Once the line with "use tracing_subscriber::util::SubscriberInitExt;" is found in the entries below, repeat it and each following line exactly, up to and including the line with "fs::create_dir_all(&dir)". Add no other lines.

_ _ _ _ _

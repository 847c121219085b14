//! File logging setup.
//!
//! The terminal belongs to the UI, so log output goes to a daily rolling file
//! through a non-blocking writer.

use crate::config::Config;
use anyhow::{Context, Result};
use std::fs;
use tracing_appender::non_blocking::WorkerGuard;
use tracing_appender::rolling::{RollingFileAppender, Rotation};
use tracing_subscriber::layer::SubscriberExt;
use tracing_subscriber::util::SubscriberInitExt;
use tracing_subscriber::{EnvFilter, fmt};

const LOG_FILE_PREFIX: &str = "dtmp-tui";
const LOG_FILE_SUFFIX: &str = "log";
const MAX_LOG_FILES: usize = 7;

/// Install the global tracing subscriber.
///
/// # Arguments
/// * `config` - Configuration supplying log level and directory
///
/// # Returns
/// * `Result<WorkerGuard>` - Guard that flushes buffered lines when dropped;
///   keep it alive until shutdown
pub fn init(config: &Config) -> Result<WorkerGuard> {
    let dir = config.log_dir_path()?;
    fs::create_dir_all(&dir)
        .with_context(|| format!("Failed to create log directory: {}", dir.display()))?;

    let appender = RollingFileAppender::builder()
        .rotation(Rotation::DAILY)
        .filename_prefix(LOG_FILE_PREFIX)
        .filename_suffix(LOG_FILE_SUFFIX)
        .max_log_files(MAX_LOG_FILES)
        .build(&dir)
        .with_context(|| format!("Failed to create log file in {}", dir.display()))?;

    let (writer, guard) = tracing_appender::non_blocking(appender);

    tracing_subscriber::registry()
        .with(env_filter(&config.log_level)?)
        .with(fmt::layer().with_writer(writer).with_ansi(false))
        .try_init()
        .context("Failed to install tracing subscriber")?;

    Ok(guard)
}

/// Build the level filter; `RUST_LOG` takes precedence over the configured level.
fn env_filter(level: &str) -> Result<EnvFilter> {
    match EnvFilter::try_from_default_env() {
        Ok(filter) => Ok(filter),
        Err(_) => EnvFilter::try_new(level)
            .with_context(|| format!("Invalid log level: {}", level)),
    }
}

#[cfg(test)]
mod tests {
    use super::*;

    #[test]
    fn test_env_filter_accepts_levels_and_directives() {
        assert!(env_filter("info").is_ok());
        assert!(env_filter("dtmp_tui=debug,warn").is_ok());
    }
}
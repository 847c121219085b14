//! Listing filter engine.
//!
//! Owns the catalogue, the active category and the filter state, and keeps
//! the visible record set up to date.

use crate::catalog::{Catalog, Category, Record};
use crate::filter::FilterError;
use crate::filter::debounce::Debouncer;
use crate::filter::matcher::FilterState;
use std::collections::BTreeSet;
use std::time::Duration;
use tracing::{debug, warn};

/// Quiet period applied to search input when none is configured.
pub const DEFAULT_DEBOUNCE: Duration = Duration::from_millis(300);

/// Computes the visible subset of the active category.
///
/// The visible set is stored as indices into the active category's records,
/// so it always preserves source order and never holds copies.
#[derive(Debug)]
pub struct FilterEngine {
    catalog: Catalog,
    active: usize,
    /// Query as typed, before debouncing
    draft: String,
    state: FilterState,
    visible: Vec<usize>,
    revision: u64,
    debouncer: Debouncer<String>,
}

impl FilterEngine {
    /// Create an engine showing the first category unfiltered.
    ///
    /// # Arguments
    /// * `catalog` - Catalogue to browse
    /// * `quiet` - Debounce period for search input
    ///
    /// # Returns
    /// * `Result<FilterEngine, FilterError>` - Engine, or error for an empty catalogue
    pub fn new(catalog: Catalog, quiet: Duration) -> Result<Self, FilterError> {
        if catalog.categories.is_empty() {
            return Err(FilterError::EmptyCatalog);
        }

        let mut engine = Self {
            catalog,
            active: 0,
            draft: String::new(),
            state: FilterState::default(),
            visible: Vec::new(),
            revision: 0,
            debouncer: Debouncer::new(quiet),
        };
        engine.recompute();
        Ok(engine)
    }

    /// All categories, in tab order.
    pub fn categories(&self) -> &[Category] {
        &self.catalog.categories
    }

    /// Currently active category.
    pub fn active_category(&self) -> &Category {
        &self.catalog.categories[self.active]
    }

    /// Index of the active category.
    pub fn active_index(&self) -> usize {
        self.active
    }

    /// Switch to another category.
    ///
    /// # Arguments
    /// * `name` - Category name
    ///
    /// # Returns
    /// * `Result<(), FilterError>` - Error if no category has this name
    ///
    /// # Details
    /// Filter groups are specific to each category, so the query, the
    /// selections and any pending debounced query are all discarded.
    pub fn set_active_category(&mut self, name: &str) -> Result<(), FilterError> {
        let index = self
            .catalog
            .position(name)
            .ok_or_else(|| FilterError::UnknownCategory(name.to_string()))?;

        self.debouncer.cancel();
        self.active = index;
        self.draft.clear();
        self.state = FilterState::default();
        debug!(category = name, "switched category");
        self.recompute();
        Ok(())
    }

    /// Update the search input; the filter follows after the quiet period.
    ///
    /// Must be called within a tokio runtime.
    pub fn set_query(&mut self, text: impl Into<String>) {
        self.draft = text.into();
        self.debouncer.schedule(self.draft.clone());
    }

    /// Apply the search input immediately, skipping the quiet period.
    ///
    /// # Returns
    /// * `bool` - True if the visible set was recomputed
    pub fn flush_query(&mut self) -> bool {
        self.debouncer.cancel();
        let draft = self.draft.clone();
        self.apply_query(draft)
    }

    /// Apply a debounced query whose quiet period has elapsed.
    ///
    /// # Returns
    /// * `bool` - True if the visible set was recomputed
    ///
    /// # Details
    /// Called on every tick of the event loop.
    pub fn apply_pending(&mut self) -> bool {
        match self.debouncer.take_ready() {
            Some(query) => self.apply_query(query),
            None => false,
        }
    }

    fn apply_query(&mut self, query: String) -> bool {
        if query == self.state.query {
            return false;
        }
        self.state.query = query;
        self.recompute();
        true
    }

    /// Toggle a value in a filter group's selection.
    ///
    /// # Arguments
    /// * `group` - Filter group name of the active category
    /// * `value` - Value to add or remove
    ///
    /// # Returns
    /// * `bool` - False if the active category has no such group
    ///
    /// # Details
    /// Values are not checked against the group's declared values; an
    /// undeclared value simply matches no record.
    pub fn toggle_filter_value(&mut self, group: &str, value: &str) -> bool {
        if self.active_category().group(group).is_none() {
            warn!(
                category = %self.active_category().name,
                group,
                "ignoring toggle for unknown filter group"
            );
            return false;
        }

        let selected = self.state.selections.entry(group.to_string()).or_default();
        if !selected.remove(value) {
            selected.insert(value.to_string());
        }
        if selected.is_empty() {
            self.state.selections.remove(group);
        }

        debug!(group, value, "toggled filter value");
        self.recompute();
        true
    }

    /// Reset query and every selection.
    pub fn clear_all(&mut self) {
        self.debouncer.cancel();
        self.draft.clear();
        self.state = FilterState::default();
        self.recompute();
    }

    /// Visible records, in source order.
    pub fn visible(&self) -> Vec<&Record> {
        let records = &self.active_category().records;
        self.visible.iter().map(|&i| &records[i]).collect()
    }

    /// Visible record at a position of the visible set.
    pub fn visible_at(&self, index: usize) -> Option<&Record> {
        self.visible
            .get(index)
            .map(|&i| &self.active_category().records[i])
    }

    /// Number of visible records.
    pub fn visible_len(&self) -> usize {
        self.visible.len()
    }

    /// Number of records in the active category.
    pub fn total_len(&self) -> usize {
        self.active_category().records.len()
    }

    /// Search input as typed.
    pub fn draft_query(&self) -> &str {
        &self.draft
    }

    /// Query currently used for filtering.
    pub fn query(&self) -> &str {
        &self.state.query
    }

    /// Whether typed input is still waiting for its quiet period.
    pub fn is_pending(&self) -> bool {
        self.debouncer.is_pending()
    }

    /// Selected values of a group, if any.
    pub fn selection(&self, group: &str) -> Option<&BTreeSet<String>> {
        self.state.selections.get(group)
    }

    /// Whether a value is selected in a group.
    pub fn is_selected(&self, group: &str, value: &str) -> bool {
        self.selection(group)
            .is_some_and(|selected| selected.contains(value))
    }

    /// Number of selected values across all groups.
    pub fn active_filter_count(&self) -> usize {
        self.state.selected_count()
    }

    /// Number of times the visible set has been computed.
    pub fn revision(&self) -> u64 {
        self.revision
    }

    fn recompute(&mut self) {
        let category = &self.catalog.categories[self.active];
        self.visible = category
            .records
            .iter()
            .enumerate()
            .filter(|(_, record)| self.state.matches(category, record))
            .map(|(index, _)| index)
            .collect();
        self.revision += 1;

        debug!(
            category = %category.name,
            query = %self.state.query,
            filters = self.state.selected_count(),
            visible = self.visible.len(),
            total = category.records.len(),
            "recomputed visible set"
        );
    }
}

_ _ _ _ _

▶ [Written response]:
use tracing_subscriber::util::SubscriberInitExt;
use tracing_subscriber::{EnvFilter, fmt};

const LOG_FILE_PREFIX: &str = "dtmp-tui";
const LOG_FILE_SUFFIX: &str = "log";
const MAX_LOG_FILES: usize = 7;

/// Install the global tracing subscriber.
///
/// # Arguments
/// * `config` - Configuration supplying log level and directory
///
/// # Returns
/// * `Result<WorkerGuard>` - Guard that flushes buffered lines when dropped;
///   keep it alive until shutdown
pub fn init(config: &Config) -> Result<WorkerGuard> {
    let dir = config.log_dir_path()?;
    fs::create_dir_all(&dir)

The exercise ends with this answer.